Cecil "Brick" Fowler - Football, Track - Coach

Year Inducted: 1977

Everybody who knows him calls him “Brick”.  He was born in Huntington, England in 1902.  With his parents, he came to the United States in 1911 and the family settled near Greenville, Michigan.  He attended School in Greenville and then entered Western State Teacher’s College at Kalamazoo from where he was graduated in 1926.  While at Western he played football and ran on the track team.

Fowler was head coach at St. Clair High School during 1926, 1927, and 1928 where his 1928 football team was the undefeated State Class C Champion.  He enjoyed such great success at St. Clair that he was offered the coaching job at Port Huron High School for football and basketball.

His 1937 football team at Port Huron High was undefeated and recognized as the State Class A Champion.  Fowler coached basketball teams, won 3 district and eleven regional championships.  In 12 seasons of football, his teams won 82 games while losing only 18.  His basketball record was 313 games won and 99 lost.  Brick Fowler retired in 1967 after serving 41 years in High School Athletics.  On April 21, 1961, the City of Port Huron celebrated “Brick Fowler Day” and 1100 citizens attended a testimonial banquet.

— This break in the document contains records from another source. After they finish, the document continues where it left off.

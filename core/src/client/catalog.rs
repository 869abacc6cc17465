use super::LakehouseClient;
use crate::error::Result;
use crate::operations::catalog::{self, SchemaRef, TableRef};
use crate::patch::JsonPatchOperation;
use crate::pipeline::ResponseEnvelope;
use crate::transport::Transport;
use crate::types::{
    Catalog, CatalogCollection, Column, ColumnCollection, CreateSchema, Empty,
    ListTablesOptions, SchemaCollection, SuccessResponse, Table, TableCollection,
    TableSnapshotCollection,
};

impl<T: Transport> LakehouseClient<T> {
    pub async fn list_catalogs(&self) -> Result<ResponseEnvelope<CatalogCollection>> {
        self.execute(catalog::list_catalogs()).await
    }

    pub async fn get_catalog(&self, catalog_id: &str) -> Result<ResponseEnvelope<Catalog>> {
        self.execute(catalog::get_catalog(catalog_id)).await
    }

    pub async fn list_schemas(
        &self,
        engine_id: &str,
        catalog_id: &str,
    ) -> Result<ResponseEnvelope<SchemaCollection>> {
        self.execute(catalog::list_schemas(engine_id, catalog_id)).await
    }

    pub async fn create_schema(
        &self,
        engine_id: &str,
        catalog_id: &str,
        input: &CreateSchema,
    ) -> Result<ResponseEnvelope<SuccessResponse>> {
        self.execute(catalog::create_schema(engine_id, catalog_id, input))
            .await
    }

    pub async fn delete_schema(&self, schema: SchemaRef<'_>) -> Result<ResponseEnvelope<Empty>> {
        self.execute(catalog::delete_schema(schema)).await
    }

    pub async fn list_tables(
        &self,
        schema: SchemaRef<'_>,
        options: &ListTablesOptions,
    ) -> Result<ResponseEnvelope<TableCollection>> {
        self.execute(catalog::list_tables(schema, options)).await
    }

    pub async fn get_table(&self, table: TableRef<'_>) -> Result<ResponseEnvelope<Table>> {
        self.execute(catalog::get_table(table)).await
    }

    pub async fn update_table(
        &self,
        table: TableRef<'_>,
        patch: impl Into<Vec<JsonPatchOperation>>,
    ) -> Result<ResponseEnvelope<Table>> {
        let patch = patch.into();
        self.execute(catalog::update_table(table, &patch)).await
    }

    pub async fn delete_table(&self, table: TableRef<'_>) -> Result<ResponseEnvelope<Empty>> {
        self.execute(catalog::delete_table(table)).await
    }

    pub async fn list_columns(&self, table: TableRef<'_>) -> Result<ResponseEnvelope<ColumnCollection>> {
        self.execute(catalog::list_columns(table)).await
    }

    pub async fn add_columns(
        &self,
        table: TableRef<'_>,
        columns: &[Column],
    ) -> Result<ResponseEnvelope<ColumnCollection>> {
        self.execute(catalog::add_columns(table, columns)).await
    }

    pub async fn update_column(
        &self,
        table: TableRef<'_>,
        column_id: &str,
        patch: impl Into<Vec<JsonPatchOperation>>,
    ) -> Result<ResponseEnvelope<Column>> {
        let patch = patch.into();
        self.execute(catalog::update_column(table, column_id, &patch))
            .await
    }

    pub async fn delete_column(
        &self,
        table: TableRef<'_>,
        column_id: &str,
    ) -> Result<ResponseEnvelope<Empty>> {
        self.execute(catalog::delete_column(table, column_id)).await
    }

    pub async fn list_table_snapshots(
        &self,
        table: TableRef<'_>,
    ) -> Result<ResponseEnvelope<TableSnapshotCollection>> {
        self.execute(catalog::list_table_snapshots(table)).await
    }

    pub async fn rollback_table(
        &self,
        table: TableRef<'_>,
        snapshot_id: &str,
    ) -> Result<ResponseEnvelope<SuccessResponse>> {
        self.execute(catalog::rollback_table(table, snapshot_id)).await
    }
}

This popular fellow has received state wide recognition for his ability and achievements:

  1. He has been a City Playground Director since 1929.
  2. Together with Paul Smarks, he helped organize the Michigan High School Coaches Association in 1955.
  3. Acted as MHSCA Treasurer from 1955 to 1972.
  4. He has been a member of the MHSCA Board of Directors from 1955 to the present time.
  5. Active in the MHSCA expansion from 17 members in 1955 to the present 3000 dues paying members.
  6. Brick was the recipient of the United States Freedom Foundation Award in 1961.
  7. He received the State Fair Teacher’s Day Award in 1962.
  8. He was in the first group taken into the MHSCA’s Hall of Fame in 1957.

There have been many fine coaches at Port Huron High School and no one can pick the greatest.  But Brick Fowler was the greatest of all in the way of human appeal.  He had an incisive manner of speech that electrified those around him.  During his coaching days the high pitch of his voice was as spontaneous as it was effective.  You never could misunderstand Brick Fowler.  As a Coach and Athletic Director he made a great imprint on athletics at Port Huron High School.  He had an ability to get better than 100% performance from all of his players and he had the respect and loyalty of every team member from the least important substitute to the brightest star.  He helped develop hundreds of young boys into fine gentlemen.

As a coach he was a teaching perfectionist, a practicing psychologist and a competitor who functioned best in the heat of a tough game.  He loved his players, and the players knowing it, loved him in return.

He built hundreds of monuments in Port Huron – Brick’s boys are everywhere.